▸ **TASK TO COMPLETE**: Please print only the top portion of the entries below, ending with the line that contains "catalog sites by", exactly as written.

Stored data entries:
===

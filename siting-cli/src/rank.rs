//! Rank command implementation for the siting CLI.

use camino::Utf8PathBuf;
use clap::Parser;
use ortho_config::{OrthoConfig, SubcmdConfigMerge};
use serde::{Deserialize, Serialize};
use siting_core::{filter_and_rank, rank_by_score};
use std::io::Write;

use crate::catalog::{load_catalog, require_existing, write_json};
use crate::{ARG_CATALOG, CliError, ENV_RANK_CATALOG, ScoringConfig};

scoring_args! {
    /// CLI arguments for the `rank` subcommand.
    #[derive(Debug, Clone, Parser, Deserialize, Serialize, OrthoConfig, Default)]
    #[command(
        name = "rank",
        long_about = "Score every site in a JSON catalog, keep those matching the \
                     filter and print them ordered by descending score. Weights \
                     default to the standard configuration; any flag overrides a \
                     single criterion.",
        about = "Rank catalog sites by suitability"
    )]
    #[ortho_config(prefix = "SITING")]
    pub(crate) struct RankArgs {
        /// Path to a JSON array of sites.
        #[arg(value_name = "path")]
        #[serde(default)]
        pub(crate) catalog: Option<Utf8PathBuf>,
        /// Keep only the highest-scoring sites.
        #[arg(long, value_name = "count")]
        #[serde(default)]
        pub(crate) top: Option<usize>,
    }
}

impl RankArgs {
    pub(crate) fn into_config(self) -> Result<RankConfig, CliError> {
        let merged = self.load_and_merge().map_err(CliError::Configuration)?;
        RankConfig::try_from(merged)
    }
}

/// Resolved `rank` command configuration.
#[derive(Debug, Clone, PartialEq)]
pub(crate) struct RankConfig {
    /// Path to the JSON catalog.
    pub(crate) catalog: Utf8PathBuf,
    /// Weights and filter to apply.
    pub(crate) scoring: ScoringConfig,
    /// Optional cap on the number of sites written.
    pub(crate) top: Option<usize>,
}

impl TryFrom<RankArgs> for RankConfig {
    type Error = CliError;

    fn try_from(args: RankArgs) -> Result<Self, Self::Error> {
        let scoring = args.scoring()?;
        let catalog = args.catalog.ok_or(CliError::MissingArgument {
            field: ARG_CATALOG,
            env: ENV_RANK_CATALOG,
        })?;
        Ok(Self {
            catalog,
            scoring,
            top: args.top,
        })
    }
}

pub(crate) fn run_rank(args: RankArgs) -> Result<(), CliError> {
    let mut stdout = std::io::stdout().lock();
    run_rank_with(args, &mut stdout)
}

pub(crate) fn run_rank_with(args: RankArgs, writer: &mut dyn Write) -> Result<(), CliError> {
    let config = args.into_config()?;
    execute_rank(&config, writer)
}

pub(crate) fn execute_rank(config: &RankConfig, writer: &mut dyn Write) -> Result<(), CliError> {
    require_existing(&config.catalog)?;
    let sites = load_catalog(&config.catalog)?;
    let scoring = &config.scoring;
    let mut ranked = filter_and_rank(&sites, &scoring.filter, &scoring.weights);
    rank_by_score(&mut ranked);
    if let Some(limit) = config.top {
        ranked.truncate(limit);
    }
    write_json(writer, &ranked)
}

#[cfg(test)]
pub(crate) fn config_from_layers_for_test(
    layers: Vec<ortho_config::MergeLayer<'static>>,
) -> Result<RankConfig, CliError> {
    let merged = RankArgs::merge_from_layers(layers).map_err(CliError::from)?;
    RankConfig::try_from(merged)
}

===

▸ **REPLY**:
filename siting-cli/src/rank.rs
//! Rank command implementation for the siting CLI.

use camino::Utf8PathBuf;
use clap::Parser;
use ortho_config::{OrthoConfig, SubcmdConfigMerge};
use serde::{Deserialize, Serialize};
use siting_core::{filter_and_rank, rank_by_score};
use std::io::Write;

use crate::catalog::{load_catalog, require_existing, write_json};
use crate::{ARG_CATALOG, CliError, ENV_RANK_CATALOG, ScoringConfig};

scoring_args! {
    /// CLI arguments for the `rank` subcommand.
    #[derive(Debug, Clone, Parser, Deserialize, Serialize, OrthoConfig, Default)]
    #[command(
        name = "rank",
        long_about = "Score every site in a JSON catalog, keep those matching the \
                     filter and print them ordered by descending score. Weights \
                     default to the standard configuration; any flag overrides a \
                     single criterion.",
        about = "Rank catalog sites by suitability"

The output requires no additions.